Sex Trafficker Tried To Trap Woman With Promise of Sochi Reporting Gig
LatestAn NFL cheerleader-turned-sports journalist was in for a shock when she found out that the promising Olympic reporting job for which she spent four months interviewing was probably something way scarier: a scam designed to trap her in the Russian sex trade.
Brittney Cason tells her tale — one so harrowing it almost sounds like a “my cousin went to elementary school with this girl who…” campfire urban legend — on XOJane today.
Like any fan of the Olympics, Cason dreamed of the opportunity to attend them and was stoked when a man contacted her about a media job covering the Games in Sochi. And things started innocently enough. She writes,
A man claiming to be a talent acquisition agent booking correspondents to cover the Sochi Olympics approached me via my website back in September. Given my background in sports broadcasting hosting a nationally syndicated motorsports show and working on sports talk radio, it made sense he was recruiting me.

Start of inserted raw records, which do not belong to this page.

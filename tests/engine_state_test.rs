//! Engine lifecycle, face-loss pause and event delivery

use headmouse::{
    config::Config,
    dispatch::{GamepadEventListener, MouseEventSink, StateObserver},
    dwell_click::{MouseEvent, PointerPosition, Rect},
    engine::{EngineState, EngineStateMachine, FrameOutcome, MotionSample, OperationMode},
    gamepad::GamepadSector,
    Error, Result,
};
use std::{
    sync::{Arc, Mutex},
    thread,
    time::Duration,
};

fn quiet_config() -> Config {
    let mut config = Config::default();
    config.power.sleep_slices = 0;
    config.face_detection.timeout_secs = 2;
    config.pointer.filter = "none".to_string();
    config.pointer.acceleration = 0;
    config.pointer.horizontal_speed = 0;
    config.pointer.vertical_speed = 0;
    config.screen.width = 800;
    config.screen.height = 600;
    config
}

fn running(config: Config, mode: OperationMode) -> EngineStateMachine {
    let engine = EngineStateMachine::new(config, mode).unwrap();
    engine.start();
    engine.start();
    engine.dependency_ready();
    engine
}

#[derive(Default)]
struct Buttons {
    log: Mutex<Vec<(bool, GamepadSector)>>,
    fail: bool,
}

impl GamepadEventListener for Buttons {
    fn button_pressed(&self, sector: GamepadSector) -> Result<()> {
        self.log.lock().unwrap().push((true, sector));
        if self.fail {
            return Err(Error::ListenerError("remote end went away".to_string()));
        }
        Ok(())
    }

    fn button_released(&self, sector: GamepadSector) -> Result<()> {
        self.log.lock().unwrap().push((false, sector));
        if self.fail {
            return Err(Error::ListenerError("remote end went away".to_string()));
        }
        Ok(())
    }
}

#[derive(Default)]
struct Pointer {
    events: Mutex<Vec<MouseEvent>>,
}

impl MouseEventSink for Pointer {
    fn on_mouse_event(&self, event: &MouseEvent) -> Result<()> {
        self.events.lock().unwrap().push(*event);
        Ok(())
    }
}

#[derive(Default)]
struct States {
    seen: Mutex<Vec<(EngineState, EngineState)>>,
}

impl StateObserver for States {
    fn on_state_change(&self, from: EngineState, to: EngineState) {
        self.seen.lock().unwrap().push((from, to));
    }
}

#[test]
fn test_face_loss_pause_and_resume() {
    let engine = running(quiet_config(), OperationMode::Mouse);
    let states = Arc::new(States::default());
    engine.add_observer(states.clone());

    engine.on_frame(&MotionSample::new(0.0, 0.0, true, 1_000));
    let mut t = 1_000;
    while engine.state() == EngineState::Running {
        t += 33;
        engine.on_frame(&MotionSample::new(3.0, 3.0, false, t));
        assert!(t < 10_000, "engine never paused");
    }
    assert_eq!(engine.state(), EngineState::NoFacePaused);
    assert!(t - 1_000 > 2_000);

    // Motion while paused does not move the pointer
    let before = engine.pointer_position().unwrap();
    engine.on_frame(&MotionSample::new(50.0, 50.0, false, t + 33));
    assert_eq!(engine.pointer_position().unwrap(), before);

    engine.on_frame(&MotionSample::new(0.0, 0.0, true, t + 66));
    assert_eq!(engine.state(), EngineState::Running);
    assert!(!engine.face_detection_countdown().has_finished(t + 66));
    assert_eq!(
        *states.seen.lock().unwrap(),
        vec![
            (EngineState::Running, EngineState::NoFacePaused),
            (EngineState::NoFacePaused, EngineState::Running)
        ]
    );
}

#[test]
fn test_pause_from_no_face_and_resume() {
    let mut config = quiet_config();
    config.face_detection.timeout_secs = 1;
    let engine = running(config, OperationMode::Mouse);
    engine.on_frame(&MotionSample::new(0.0, 0.0, true, 0));
    engine.on_frame(&MotionSample::new(0.0, 0.0, false, 1_500));
    assert_eq!(engine.state(), EngineState::NoFacePaused);

    engine.pause();
    assert_eq!(engine.state(), EngineState::Paused);
    assert_eq!(engine.on_frame(&MotionSample::new(0.0, 0.0, true, 1_600)), FrameOutcome::Dropped);
    engine.resume();
    assert_eq!(engine.state(), EngineState::Running);
}

#[test]
fn test_pointer_moves_and_clamps() {
    let engine = running(quiet_config(), OperationMode::Mouse);
    let sink = Arc::new(Pointer::default());
    engine.set_mouse_sink(sink.clone()).unwrap();

    engine.on_frame(&MotionSample::new(10.0, -20.0, true, 0));
    assert_eq!(engine.pointer_position(), Some(PointerPosition::new(410.0, 280.0)));

    engine.on_frame(&MotionSample::new(1e6, 1e6, true, 33));
    assert_eq!(engine.pointer_position(), Some(PointerPosition::new(799.0, 599.0)));
    assert_eq!(sink.events.lock().unwrap().len(), 2);
}

#[test]
fn test_dwell_click_through_engine() {
    let engine = running(quiet_config(), OperationMode::Mouse);
    let sink = Arc::new(Pointer::default());
    engine.set_mouse_sink(sink.clone()).unwrap();

    for t in (0..=2_000).step_by(40) {
        engine.on_frame(&MotionSample::new(0.0, 0.0, true, t));
    }
    let clicks = sink.events.lock().unwrap().iter().filter(|e| e.click).count();
    assert_eq!(clicks, 1);
}

#[test]
fn test_rest_mode_through_engine() {
    let engine = running(quiet_config(), OperationMode::Mouse);
    engine.set_always_active(vec![Rect::new(0.0, 0.0, 50.0, 50.0)]);
    engine.set_rest_mode(true);

    let before = engine.pointer_position().unwrap();
    engine.on_frame(&MotionSample::new(30.0, 30.0, true, 0));
    assert_eq!(engine.pointer_position().unwrap(), before);
    assert!(!engine.is_actionable(before));
    assert!(engine.is_actionable(PointerPosition::new(10.0, 10.0)));

    // The click dispatcher can flip the flag from its own thread
    let flag = engine.rest_mode_flag();
    thread::spawn(move || flag.set(false)).join().unwrap();
    assert!(!engine.rest_mode());
    engine.on_frame(&MotionSample::new(30.0, 30.0, true, 33));
    assert_ne!(engine.pointer_position().unwrap(), before);
}

#[test]
fn test_gamepad_edges_reach_listener() {
    let mut config = quiet_config();
    config.gamepad.abs_speed = 100;
    let engine = running(config, OperationMode::GamepadAbsolute);
    let buttons = Arc::new(Buttons::default());
    engine.register_listener(buttons.clone()).unwrap();

    engine.on_frame(&MotionSample::new(0.0, 1.0, true, 0));
    engine.on_frame(&MotionSample::new(0.0, -2.0, true, 33));
    engine.stop();

    assert_eq!(
        *buttons.log.lock().unwrap(),
        vec![
            (true, GamepadSector::Down),
            (false, GamepadSector::Down),
            (true, GamepadSector::Up),
            (false, GamepadSector::Up),
        ]
    );
}

#[test]
fn test_second_listener_rejected() {
    let engine = running(quiet_config(), OperationMode::GamepadRelative);
    engine.register_listener(Arc::new(Buttons::default())).unwrap();
    assert!(matches!(
        engine.register_listener(Arc::new(Buttons::default())),
        Err(Error::ListenerError(_))
    ));
    engine.unregister_listener();
    assert!(engine.register_listener(Arc::new(Buttons::default())).is_ok());
}

#[test]
fn test_failing_listener_does_not_disturb_engine() {
    let mut config = quiet_config();
    config.gamepad.abs_speed = 100;
    let engine = running(config, OperationMode::GamepadAbsolute);
    let buttons = Arc::new(Buttons {
        fail: true,
        ..Buttons::default()
    });
    engine.register_listener(buttons.clone()).unwrap();

    let outcome = engine.on_frame(&MotionSample::new(1.0, 0.0, true, 0));
    assert!(matches!(
        outcome,
        FrameOutcome::Gamepad {
            sector: GamepadSector::Right,
            ..
        }
    ));
    // Edge detection is not rolled back by the failure
    let outcome = engine.on_frame(&MotionSample::new(0.0, 0.0, true, 33));
    assert!(matches!(outcome, FrameOutcome::Gamepad { ref events, .. } if events.is_empty()));
    assert_eq!(engine.state(), EngineState::Running);
    assert_eq!(buttons.log.lock().unwrap().len(), 1);
}

#[test]
fn test_still_head_at_lowest_sensitivity_presses_nothing() {
    let mut config = quiet_config();
    config.gamepad.rel_sensitivity = 0;
    let engine = running(config, OperationMode::GamepadRelative);
    let buttons = Arc::new(Buttons::default());
    engine.register_listener(buttons.clone()).unwrap();

    for i in 0..5 {
        let outcome = engine.on_frame(&MotionSample::new(0.0, 0.0, true, i * 33));
        assert_eq!(
            outcome,
            FrameOutcome::Gamepad {
                sector: GamepadSector::None,
                events: Vec::new()
            }
        );
    }
    assert!(buttons.log.lock().unwrap().is_empty());
}

#[test]
fn test_relative_shake_press_and_release() {
    let mut config = quiet_config();
    config.gamepad.rel_sensitivity = 5;
    let engine = running(config, OperationMode::GamepadRelative);
    let buttons = Arc::new(Buttons::default());
    engine.register_listener(buttons.clone()).unwrap();

    // A left shake: rise, overshoot, swing back through zero twice
    let trace = [-2.0, -3.0, -1.0, 0.5, -0.2, 0.0, 0.0];
    for (i, dx) in trace.iter().enumerate() {
        engine.on_frame(&MotionSample::new(*dx, 0.0, true, i as i64 * 33));
    }
    assert_eq!(
        *buttons.log.lock().unwrap(),
        vec![(true, GamepadSector::Left), (false, GamepadSector::Left)]
    );
    assert_eq!(engine.highlighted_sector(33), GamepadSector::Left);
    assert_eq!(engine.highlighted_sector(200), GamepadSector::None);
}

#[test]
fn test_mode_switch_releases_held_button() {
    let mut config = quiet_config();
    config.gamepad.abs_speed = 100;
    let engine = running(config, OperationMode::GamepadAbsolute);
    let buttons = Arc::new(Buttons::default());
    engine.register_listener(buttons.clone()).unwrap();

    engine.on_frame(&MotionSample::new(-1.0, 0.0, true, 0));
    engine.set_operation_mode(OperationMode::Mouse);
    assert_eq!(
        *buttons.log.lock().unwrap(),
        vec![(true, GamepadSector::Left), (false, GamepadSector::Left)]
    );
    assert!(matches!(
        engine.on_frame(&MotionSample::new(0.0, 0.0, true, 33)),
        FrameOutcome::Pointer(_)
    ));
}

#[test]
fn test_hot_reload_keeps_position() {
    let engine = running(quiet_config(), OperationMode::Mouse);
    engine.on_frame(&MotionSample::new(5.0, 0.0, true, 0));
    let before = engine.pointer_position().unwrap();

    let mut config = quiet_config();
    config.pointer.horizontal_speed = 6;
    engine.apply_config(&config).unwrap();
    assert_eq!(engine.pointer_position().unwrap(), before);
    assert_eq!(engine.state(), EngineState::Running);

    engine.on_frame(&MotionSample::new(1.0, 0.0, true, 33));
    let after = engine.pointer_position().unwrap();
    assert!((after.x - before.x - 6.0).abs() < 1e-3);
}

#[test]
fn test_stop_cancels_sleep_from_control_thread() {
    let mut config = quiet_config();
    config.power.sleep_slice_ms = 500;
    config.power.sleep_slices = 10;
    let engine = Arc::new(EngineStateMachine::new(config, OperationMode::Mouse).unwrap());
    engine.start();
    engine.start();

    let capture = {
        let engine = Arc::clone(&engine);
        thread::spawn(move || {
            let mut frames = 0;
            let mut t = 0;
            while !engine.is_stopped() {
                engine.on_frame(&MotionSample::new(0.0, 0.0, true, t));
                frames += 1;
                t += 33;
            }
            frames
        })
    };

    thread::sleep(Duration::from_millis(100));
    let started = std::time::Instant::now();
    engine.stop();
    let frames = capture.join().unwrap();
    assert!(frames >= 1);
    assert!(started.elapsed() < Duration::from_secs(4));
    assert_eq!(engine.state(), EngineState::Stopped);
}

#[test]
fn test_capture_and_control_threads() {
    let engine = Arc::new(running(quiet_config(), OperationMode::Mouse));
    let capture = {
        let engine = Arc::clone(&engine);
        thread::spawn(move || {
            for t in 0..2_000 {
                engine.on_frame(&MotionSample::new(1.0, -1.0, true, t));
            }
        })
    };
    for i in 0..200 {
        match i % 4 {
            0 => engine.pause(),
            1 => engine.resume(),
            2 => engine.set_operation_mode(OperationMode::GamepadAbsolute),
            _ => engine.set_operation_mode(OperationMode::Mouse),
        }
    }
    capture.join().unwrap();
    assert!(matches!(engine.state(), EngineState::Running | EngineState::Paused));
}
//! Constants used throughout the engine

/// Axis speed setting bounds (user-facing integer)
pub const AXIS_SPEED_MIN: i32 = 0;
pub const AXIS_SPEED_MAX: i32 = 30;
pub const AXIS_SPEED_DEFAULT: i32 = 10;

/// Base of the exponential axis speed curve, `base^(setting / base)`
pub const AXIS_SPEED_CURVE_BASE: f32 = 6.0;

/// Acceleration preset bounds
pub const ACCELERATION_MIN: i32 = 0;
pub const ACCELERATION_MAX: i32 = 5;
pub const ACCELERATION_DEFAULT: i32 = 2;

/// Number of entries in the acceleration lookup table
pub const ACCEL_TABLE_SIZE: usize = 30;

/// Motion smoothing setting bounds (weight is `log10(setting + 1)`, must stay below 1)
pub const MOTION_SMOOTHING_MIN: i32 = 0;
pub const MOTION_SMOOTHING_MAX: i32 = 8;
pub const MOTION_SMOOTHING_DEFAULT: i32 = 2;

/// Stop margin bounds in pixels per frame
pub const MOTION_THRESHOLD_MIN: i32 = 0;
pub const MOTION_THRESHOLD_MAX: i32 = 10;
pub const MOTION_THRESHOLD_DEFAULT: i32 = 0;

/// Dwell time bounds in tenths of a second
pub const DWELL_TIME_MIN: i32 = 5;
pub const DWELL_TIME_MAX: i32 = 50;
pub const DWELL_TIME_DEFAULT: i32 = 10;

/// Dwell area bounds in pixels
pub const DWELL_AREA_MIN: i32 = 0;
pub const DWELL_AREA_MAX: i32 = 50;
pub const DWELL_AREA_DEFAULT: i32 = 5;

/// Absolute gamepad speed bounds (setting / 100 = multiplier)
pub const GAMEPAD_ABS_SPEED_MIN: i32 = 1;
pub const GAMEPAD_ABS_SPEED_MAX: i32 = 100;
pub const GAMEPAD_ABS_SPEED_DEFAULT: i32 = 5;

/// Relative gamepad sensitivity bounds
pub const GAMEPAD_REL_SENSITIVITY_MIN: i32 = 0;
pub const GAMEPAD_REL_SENSITIVITY_MAX: i32 = 10;
pub const GAMEPAD_REL_SENSITIVITY_DEFAULT: i32 = 5;

/// Shape constant of the shake threshold curve, chosen empirically
pub const SHAKE_CURVE_A: f64 = 0.08;

/// Threshold reached by the shake curve at maximum sensitivity
pub const SHAKE_THRESHOLD_MAX: f64 = 1.0;

/// Seconds without a detected face before auto-pause (0 disables)
pub const FACE_TIMEOUT_MAX_SECS: u32 = 600;
pub const FACE_TIMEOUT_DEFAULT_SECS: u32 = 20;

/// Dead zone of the virtual joystick relative to its radius
pub const GAMEPAD_INNER_RADIUS_RATIO: f32 = 0.4;

/// Time after which a relative gamepad highlight is switched off
pub const GAMEPAD_HIGHLIGHT_TIMEOUT_MS: i64 = 100;

/// Power saving sleep slices
pub const SLEEP_SLICE_MS: u64 = 500;
pub const SLEEP_SLICES: u32 = 10;

/// Default screen size in pixels
pub const DEFAULT_SCREEN_WIDTH: u32 = 1080;
pub const DEFAULT_SCREEN_HEIGHT: u32 = 1920;

/// Assumed capture rate used by the Kalman smoother
pub const DEFAULT_FPS: f64 = 30.0;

Cason’s no cub; she knew to double check the background of employers before signing anything. But this guy seemed legit; his digital presence didn’t raise any red flags, and an associate of Cason vouched for him. She interviewed with him for four months, sending him multiple reels of her work, before being told she had gotten the job. Shortly thereafter, things got weird.
…two weeks before we were slated to depart for Russia, this “Talent Acquisitions Agent” said he needed to expand his host team and asked if I could get some more of my girlfriends in the industry to come to Sochi. I made some suggestions, then his “assistant” […] sent me the link to print out a hard copy of a visa application for a girl to fill out and give to him.

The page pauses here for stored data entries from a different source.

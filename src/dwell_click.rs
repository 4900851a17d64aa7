//! Mouse emulation: pointer position, rest mode and dwell clicking.
//!
//! The pointer integrates the conditioned motion vector and stays inside the
//! screen. A click is synthesized when the pointer stays within a small area
//! for the configured dwell time.

use crate::{config::Config, countdown::Countdown};
use log::{debug, info};
use std::sync::{
    atomic::{AtomicBool, Ordering},
    Arc,
};

/// Pointer location in screen pixels
#[derive(Debug, Clone, Copy, PartialEq, Default)]
pub struct PointerPosition {
    /// Horizontal coordinate
    pub x: f32,
    /// Vertical coordinate
    pub y: f32,
}

impl PointerPosition {
    /// Create a position
    #[must_use]
    pub const fn new(x: f32, y: f32) -> Self {
        Self { x, y }
    }

    /// Squared distance to another position
    #[must_use]
    pub fn distance_sq(&self, other: &Self) -> f32 {
        let dx = self.x - other.x;
        let dy = self.y - other.y;
        dx.mul_add(dx, dy * dy)
    }
}

/// Axis-aligned rectangle in screen pixels
#[derive(Debug, Clone, Copy, PartialEq)]
pub struct Rect {
    /// Left edge
    pub x: f32,
    /// Top edge
    pub y: f32,
    /// Width
    pub width: f32,
    /// Height
    pub height: f32,
}

impl Rect {
    /// Create a rectangle
    #[must_use]
    pub const fn new(x: f32, y: f32, width: f32, height: f32) -> Self {
        Self { x, y, width, height }
    }

    /// Whether the point lies inside (right and bottom edges excluded)
    #[must_use]
    pub fn contains(&self, point: PointerPosition) -> bool {
        point.x >= self.x && point.x < self.x + self.width && point.y >= self.y && point.y < self.y + self.height
    }
}

/// Regions that stay actionable while rest mode is on, supplied by the
/// click dispatcher (e.g. the dock panel button that leaves rest mode)
pub trait ActionableRegions: Send + Sync {
    /// Whether `point` falls in an always-active region
    fn contains(&self, point: PointerPosition) -> bool;
}

impl ActionableRegions for Vec<Rect> {
    fn contains(&self, point: PointerPosition) -> bool {
        self.iter().any(|r| r.contains(point))
    }
}

/// Shared rest mode flag.
///
/// Written from the click dispatch thread and read from the capture thread;
/// the flag carries no invariant beyond its own value.
#[derive(Debug, Clone, Default)]
pub struct RestModeFlag(Arc<AtomicBool>);

impl RestModeFlag {
    /// Create a cleared flag
    #[must_use]
    pub fn new() -> Self {
        Self::default()
    }

    /// Turn rest mode on or off
    pub fn set(&self, enabled: bool) {
        self.0.store(enabled, Ordering::Release);
    }

    /// Whether rest mode is on
    #[must_use]
    pub fn get(&self) -> bool {
        self.0.load(Ordering::Acquire)
    }
}

#[derive(Debug, Clone, Copy, PartialEq, Eq)]
enum DwellState {
    Reset,
    PointerMoving,
    CountdownStarted,
    ClickDone,
}

/// Dwell click state machine
#[derive(Debug, Clone)]
pub struct DwellClick {
    state: DwellState,
    countdown: Countdown,
    dwell_area_sq: f32,
    consecutive_clicks: bool,
    prev: PointerPosition,
    held_since: Option<i64>,
}

impl DwellClick {
    /// Create a dwell clicker
    #[must_use]
    #[allow(clippy::cast_precision_loss)]
    pub fn new(dwell_time_ms: i64, dwell_area: i32, consecutive_clicks: bool) -> Self {
        let area = dwell_area.max(0) as f32;
        Self {
            state: DwellState::Reset,
            countdown: Countdown::new(dwell_time_ms),
            dwell_area_sq: area * area,
            consecutive_clicks,
            prev: PointerPosition::default(),
            held_since: None,
        }
    }

    /// Re-read the dwell settings without resetting progress
    #[allow(clippy::cast_precision_loss)]
    pub fn update_settings(&mut self, dwell_time_ms: i64, dwell_area: i32, consecutive_clicks: bool) {
        let area = dwell_area.max(0) as f32;
        self.countdown.set_timeout_ms(dwell_time_ms);
        self.dwell_area_sq = area * area;
        self.consecutive_clicks = consecutive_clicks;
    }

    /// Forget the previous location; the next update starts over
    pub fn reset(&mut self) {
        self.state = DwellState::Reset;
        self.held_since = None;
    }

    /// Freeze progress starting at `now_ms`
    pub fn hold(&mut self, now_ms: i64) {
        if self.held_since.is_none() {
            self.held_since = Some(now_ms);
        }
    }

    /// Whether progress is currently frozen
    #[must_use]
    pub const fn is_held(&self) -> bool {
        self.held_since.is_some()
    }

    fn release(&mut self, now_ms: i64) {
        if let Some(since) = self.held_since.take() {
            self.countdown.postpone(now_ms - since);
        }
    }

    fn moved(&self, location: PointerPosition) -> bool {
        self.prev.distance_sq(&location) > self.dwell_area_sq
    }

    /// Feed the current pointer location; returns true when a click fires
    pub fn update(&mut self, location: PointerPosition, now_ms: i64) -> bool {
        self.release(now_ms);
        let mut clicked = false;

        self.state = match self.state {
            DwellState::Reset => DwellState::PointerMoving,
            DwellState::PointerMoving => {
                if self.moved(location) {
                    DwellState::PointerMoving
                } else {
                    self.countdown.start(now_ms);
                    DwellState::CountdownStarted
                }
            }
            DwellState::CountdownStarted => {
                if self.moved(location) {
                    DwellState::PointerMoving
                } else if self.countdown.has_finished(now_ms) {
                    clicked = true;
                    if self.consecutive_clicks {
                        DwellState::PointerMoving
                    } else {
                        DwellState::ClickDone
                    }
                } else {
                    DwellState::CountdownStarted
                }
            }
            DwellState::ClickDone => {
                if self.moved(location) {
                    DwellState::PointerMoving
                } else {
                    DwellState::ClickDone
                }
            }
        };

        self.prev = location;
        clicked
    }

    /// Click progress in `[0, 100]`, 0 unless the countdown is running
    #[must_use]
    pub fn progress_percent(&self, now_ms: i64) -> u8 {
        if self.state != DwellState::CountdownStarted {
            return 0;
        }
        let now = self.held_since.unwrap_or(now_ms);
        self.countdown.elapsed_percent(now)
    }
}

/// Result of processing one frame on the mouse path
#[derive(Debug, Clone, Copy, PartialEq)]
pub struct MouseEvent {
    /// New pointer location
    pub position: PointerPosition,
    /// Whether a click fired on this frame
    pub click: bool,
    /// Dwell progress for the pointer feedback
    pub click_progress: u8,
    /// Rest mode state, for the pointer appearance
    pub rest_mode: bool,
}

/// Pointer and dwell click logic for mouse emulation
pub struct DwellClickController {
    position: PointerPosition,
    screen_width: u32,
    screen_height: u32,
    dwell: DwellClick,
    click_enabled: bool,
    rest_mode: RestModeFlag,
    always_active: Box<dyn ActionableRegions>,
}

impl DwellClickController {
    /// Create a controller with the pointer at the center of the screen
    #[must_use]
    pub fn new(config: &Config) -> Self {
        let mut controller = Self {
            position: PointerPosition::default(),
            screen_width: config.screen.width.max(1),
            screen_height: config.screen.height.max(1),
            dwell: DwellClick::new(
                config.dwell_time_ms(),
                config.dwell.dwell_area,
                config.dwell.consecutive_clicks,
            ),
            click_enabled: true,
            rest_mode: RestModeFlag::new(),
            always_active: Box::new(Vec::<Rect>::new()),
        };
        controller.reset();
        controller
    }

    /// Share a rest mode flag owned by another component
    #[must_use]
    pub fn with_rest_mode(mut self, flag: RestModeFlag) -> Self {
        self.rest_mode = flag;
        self
    }

    /// Set the regions that stay actionable in rest mode
    pub fn set_always_active(&mut self, regions: Box<dyn ActionableRegions>) {
        self.always_active = regions;
    }

    /// Re-read settings, keeping position and dwell progress
    pub fn update_settings(&mut self, config: &Config) {
        self.screen_width = config.screen.width.max(1);
        self.screen_height = config.screen.height.max(1);
        self.dwell.update_settings(
            config.dwell_time_ms(),
            config.dwell.dwell_area,
            config.dwell.consecutive_clicks,
        );
        self.position = self.clamp(self.position);
    }

    /// Center the pointer and restart dwell tracking
    #[allow(clippy::cast_precision_loss)]
    pub fn reset(&mut self) {
        self.position = PointerPosition::new(
            (self.screen_width / 2) as f32,
            (self.screen_height / 2) as f32,
        );
        self.dwell.reset();
    }

    #[allow(clippy::cast_precision_loss)]
    fn clamp(&self, p: PointerPosition) -> PointerPosition {
        let max_x = self.screen_width.saturating_sub(1) as f32;
        let max_y = self.screen_height.saturating_sub(1) as f32;
        PointerPosition::new(p.x.clamp(0.0, max_x), p.y.clamp(0.0, max_y))
    }

    /// Current pointer location
    #[must_use]
    pub const fn position(&self) -> PointerPosition {
        self.position
    }

    /// Accumulate a delta onto the pointer, saturating at the screen edges.
    /// In rest mode the pointer stays where it is.
    pub fn update_position(&mut self, dx: f32, dy: f32) -> PointerPosition {
        if self.rest_mode.get() {
            return self.position;
        }
        let dx = if dx.is_finite() { dx } else { 0.0 };
        let dy = if dy.is_finite() { dy } else { 0.0 };
        self.position = self.clamp(PointerPosition::new(self.position.x + dx, self.position.y + dy));
        self.position
    }

    /// Turn rest mode on or off
    pub fn set_rest_mode(&self, enabled: bool) {
        if self.rest_mode.get() != enabled {
            info!("Rest mode {}", if enabled { "enabled" } else { "disabled" });
        }
        self.rest_mode.set(enabled);
    }

    /// Whether rest mode is on
    #[must_use]
    pub fn rest_mode(&self) -> bool {
        self.rest_mode.get()
    }

    /// Handle to the rest mode flag for other threads
    #[must_use]
    pub fn rest_mode_flag(&self) -> RestModeFlag {
        self.rest_mode.clone()
    }

    /// Enable or disable dwell clicking
    pub fn set_click_enabled(&mut self, enabled: bool) {
        if enabled && !self.click_enabled {
            self.dwell.reset();
        }
        self.click_enabled = enabled;
    }

    /// Whether a click at `point` may be performed.
    /// In rest mode only the always-active regions qualify.
    #[must_use]
    pub fn is_actionable(&self, point: PointerPosition) -> bool {
        !self.rest_mode.get() || self.always_active.contains(point)
    }

    /// Process one conditioned motion vector
    pub fn process(&mut self, dx: f32, dy: f32, now_ms: i64) -> MouseEvent {
        let rest_mode = self.rest_mode.get();
        let position = self.update_position(dx, dy);

        let click = if rest_mode {
            self.dwell.hold(now_ms);
            false
        } else if self.click_enabled && self.is_actionable(position) {
            self.dwell.update(position, now_ms)
        } else {
            self.dwell.reset();
            false
        };

        if click {
            debug!("Dwell click at ({:.0}, {:.0})", position.x, position.y);
        }

        MouseEvent {
            position,
            click,
            click_progress: if self.click_enabled {
                self.dwell.progress_percent(now_ms)
            } else {
                0
            },
            rest_mode,
        }
    }
}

Something didn’t sit right with Cason; she and the other woman who had been “hired” by this man agreed that things didn’t feel right, and so they went Bobsey Twins on this guy. It didn’t take much digging before they discovered that it was all a sham.
That production company he claimed to work for had no idea who he was. His “assistant” was sending forms to Cason from the same IP address as her “boss,” which means they were probably the same person. Cason ended up spending hours telling the FBI everything she knew about this guy, and their investigation is still ongoing.
Turns out, posing as a modeling or talent scout is a common way for human traffickers to lure unwitting women into foreign sex work, and the Olympics — that festival of sportsmanship and cooperation — also creates huge demand for sex workers in host cities. Whoever was trying to convince Cason and her professional cohort to fly to Sochi didn’t have reporting assignments in mind. Cason emerged from her experience shaken and newly committed to relying on her agent to find her gigs.
Of course, it’s easy to sit back and PHEW with the knowledge that one woman telling her first-person story is okay, that she was able to avoid being tricked or trapped into the sex trade. But for many women the world over, the story doesn’t end with a sigh of relief; it continues on as a horrible nightmare. And it happens much more often than every four years.